Whitbread raised its final dividend for each share by 26% to 62.9p and was planning a further £150m share buyback. Its shares rose 0.5% on the news.

Dominic Paul, the chief executive, said demand had been slower in the seven weeks to 18 April, partly because of the earlier timing of Easter.

He added that midweek room bookings by business travellers had been “really resilient” while weekend demand had not been as strong, which meant total hotel revenues were 1% behind the full-year results.

Paul said there was still strong demand for rooms this summer from those attending events such as Taylor Swift concerts and the Goodwood motor sports festival in July.
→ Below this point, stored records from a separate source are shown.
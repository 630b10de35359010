//! Alert delivery (Gotify, webhook).
//!
//! Alerts are always written to the `alerts` collection first; delivery to
//! external destinations is best effort and never fails the caller.

use anyhow::{Context, Result};
use async_trait::async_trait;
use reqwest::Client;
use serde::Serialize;
use std::time::Duration;
use tokio::task::JoinHandle;
use tracing::{debug, error, warn};

use crate::config::AlertsConfig;
use crate::model::{AlertLevel, AlertRecord};
use crate::store::Records;

/// Timeout for alert HTTP requests
const TIMEOUT_SECS: u64 = 30;

fn gotify_priority(level: AlertLevel) -> u8 {
    match level {
        AlertLevel::Info => 2,
        AlertLevel::Warning => 5,
        AlertLevel::Error => 8,
        AlertLevel::Alert => 10,
    }
}

/// Destination for alerts once they are stored.
#[async_trait]
pub trait AlertSink: Send + Sync {
    async fn send(&self, alert: &AlertRecord);
}

/// Sink that drops everything; used when no destination is configured.
pub struct NullSink;

#[async_trait]
impl AlertSink for NullSink {
    async fn send(&self, _alert: &AlertRecord) {}
}

/// Alert manager
pub struct AlertManager {
    config: AlertsConfig,
    client: Client,
}

impl AlertManager {
    pub fn new(config: AlertsConfig) -> Result<Self> {
        let client = Client::builder()
            .timeout(Duration::from_secs(TIMEOUT_SECS))
            .build()
            .context("Failed to create HTTP client for alerts")?;

        Ok(Self { config, client })
    }

    pub fn has_destinations(&self) -> bool {
        self.config.gotify.enabled || self.config.webhook.enabled
    }

    async fn send_gotify(&self, alert: &AlertRecord) -> Result<()> {
        let url = format!("{}/message", self.config.gotify.url.trim_end_matches('/'));

        #[derive(Serialize)]
        struct GotifyMessage<'a> {
            title: String,
            message: &'a str,
            priority: u8,
        }

        let payload = GotifyMessage {
            title: format!("netwarden {}", alert.level),
            message: &alert.message,
            priority: gotify_priority(alert.level),
        };

        // SecureString is zeroed on drop
        let token = self.config.gotify.get_token();

        let response = self
            .client
            .post(&url)
            .header("X-Gotify-Key", token.as_str())
            .json(&payload)
            .send()
            .await
            .context("Failed to send Gotify alert")?;

        if !response.status().is_success() {
            let status = response.status();
            // response body may echo the token
            error!("Gotify alert failed with status: {}", status);
            anyhow::bail!("Gotify returned {}", status);
        }

        debug!("Gotify alert sent successfully");
        Ok(())
    }

    async fn send_webhook(&self, alert: &AlertRecord) -> Result<()> {
        let payload = WebhookPayload::from(alert);

        let mut request = self.client.post(&self.config.webhook.url).json(&payload);

        // headers were validated during config deserialization
        for (key, value) in &self.config.webhook.headers {
            request = request.header(key.as_str(), value.as_str());
        }

        let response = request.send().await.context("Failed to send webhook")?;

        if !response.status().is_success() {
            let status = response.status();
            warn!("Webhook returned non-success status: {}", status);
            anyhow::bail!("Webhook returned {}", status);
        }

        debug!("Webhook alert sent successfully");
        Ok(())
    }
}

#[async_trait]
impl AlertSink for AlertManager {
    /// Send an alert to all configured destinations
    async fn send(&self, alert: &AlertRecord) {
        let mut success_count = 0;
        let mut destinations = Vec::new();

        if self.config.gotify.enabled {
            destinations.push("Gotify");
            match self.send_gotify(alert).await {
                Ok(()) => success_count += 1,
                Err(e) => warn!("Gotify delivery failed: {:#}", e),
            }
        }

        if self.config.webhook.enabled {
            destinations.push("Webhook");
            match self.send_webhook(alert).await {
                Ok(()) => success_count += 1,
                Err(e) => warn!("Webhook delivery failed: {:#}", e),
            }
        }

        if !destinations.is_empty() {
            debug!(
                "Alert sent to {}/{} destinations: {}",
                success_count,
                destinations.len(),
                destinations.join(", ")
            );
        }
    }
}

#[derive(Debug, Serialize)]
struct WebhookPayload<'a> {
    level: &'static str,
    message: &'a str,
    timestamp: String,
    source: &'static str,
}

impl<'a> From<&'a AlertRecord> for WebhookPayload<'a> {
    fn from(alert: &'a AlertRecord) -> Self {
        Self {
            level: alert.level.as_str(),
            message: &alert.message,
            timestamp: alert.timestamp.to_rfc3339(),
            source: "netwarden",
        }
    }
}

/// Stores an alert then forwards it to the sink on a spawned task, so a
/// slow destination never holds up the caller.
#[derive(Clone)]
pub struct AlertRaiser {
    records: Records,
    sink: std::sync::Arc<dyn AlertSink>,
}

impl AlertRaiser {
    pub fn new(records: Records, sink: std::sync::Arc<dyn AlertSink>) -> Self {
        Self { records, sink }
    }

    /// Returns the delivery task's handle.
    pub async fn raise(&self, alert: AlertRecord) -> Result<JoinHandle<()>> {
        self.records
            .append_alert(&alert)
            .await
            .context("Failed to store alert")?;
        warn!("[{}] {}", alert.level, alert.message);

        let sink = self.sink.clone();
        Ok(tokio::spawn(async move { sink.send(&alert).await }))
    }
}

/// Alert texts raised by the monitor loops
pub struct AlertTypes;

impl AlertTypes {
    pub fn blocked_burst(count: usize, window_secs: u64) -> AlertRecord {
        AlertRecord {
            timestamp: chrono::Utc::now(),
            level: AlertLevel::Alert,
            message: format!(
                "Possible attack: {} blocked packets in the last {} minutes",
                count,
                window_secs / 60
            ),
        }
    }

    pub fn deny_surge(count: usize, window_secs: u64) -> AlertRecord {
        AlertRecord {
            timestamp: chrono::Utc::now(),
            level: AlertLevel::Alert,
            message: format!(
                "Too many DENY/DROP events in the last {} minutes: {}",
                window_secs / 60,
                count
            ),
        }
    }
}


#[cfg(test)]
mod tests {
    use super::test_support::CapturingSink;
    use super::*;
    use crate::store::MemoryStore;
    use std::sync::Arc;

    #[test]
    fn test_gotify_priority() {
        assert_eq!(gotify_priority(AlertLevel::Info), 2);
        assert_eq!(gotify_priority(AlertLevel::Warning), 5);
        assert_eq!(gotify_priority(AlertLevel::Error), 8);
        assert_eq!(gotify_priority(AlertLevel::Alert), 10);
    }

    #[test]
    fn test_alert_types() {
        let burst = AlertTypes::blocked_burst(51, 300);
        assert_eq!(burst.level, AlertLevel::Alert);
        assert!(burst.message.contains("51"));
        assert!(burst.message.contains("5 minutes"));

        let surge = AlertTypes::deny_surge(101, 600);
        assert!(surge.message.contains("101"));
        assert!(surge.message.contains("10 minutes"));
    }

    #[test]
    fn test_webhook_payload() {
        let alert = AlertTypes::blocked_burst(60, 300);
        let json = serde_json::to_value(WebhookPayload::from(&alert)).unwrap();
        assert_eq!(json["level"], "ALERT");
        assert_eq!(json["source"], "netwarden");
        assert!(json["message"].as_str().unwrap().contains("60"));
    }

    #[test]
    fn test_manager_without_destinations() {
        let manager = AlertManager::new(AlertsConfig::default()).unwrap();
        assert!(!manager.has_destinations());
    }

    #[tokio::test]
    async fn test_raise_stores_then_forwards() {
        let records = Records::new(Arc::new(MemoryStore::new()));
        let sink = Arc::new(CapturingSink::default());
        let raiser = AlertRaiser::new(records.clone(), sink.clone());

        let delivery = raiser.raise(AlertTypes::deny_surge(150, 600)).await.unwrap();
        delivery.await.unwrap();

        assert_eq!(records.recent_alerts(10).await.unwrap().len(), 1);
        assert_eq!(sink.sent.lock().unwrap().len(), 1);
    }
}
The company’s summer holiday bookings are also ahead of last year and some coastal towns, such as Newquay, have sold out early.

The company has embarked on a £500m investment plan that includes adding 3,500 new hotel rooms at Premier Inn in the UK to its current 80,000, and building more restaurants inside its hotels. It said 387 of its hotels had integrated restaurants while others had a restaurant next door, run either by Whitbread or another operator.

As part of the plan, Whitbread plans to sell 126 unprofitable Beefeater and Brewers Fayre restaurants, with 21 sales already agreed, but intends to keep 196 mainly larger restaurants adjacent to hotels. It will close 112 restaurants and convert the space into new hotel rooms.

“We are materially bigger than we were pre-pandemic,” said Paul, while other smaller hotel operators had to shut permanently because of the impact of Covid-19 lockdowns.

“With interest rates still pretty high, developers are struggling to develop sites and our competitors are struggling to get new sites. We will have more rooms in our future pipeline in the UK than all of our key competitors put together.”

In Germany, where Premier Inn has 59 hotels, the company wants to become the biggest hotel brand and is on track to break even this year, after a loss of £36m for last year despite sales growth of 62%.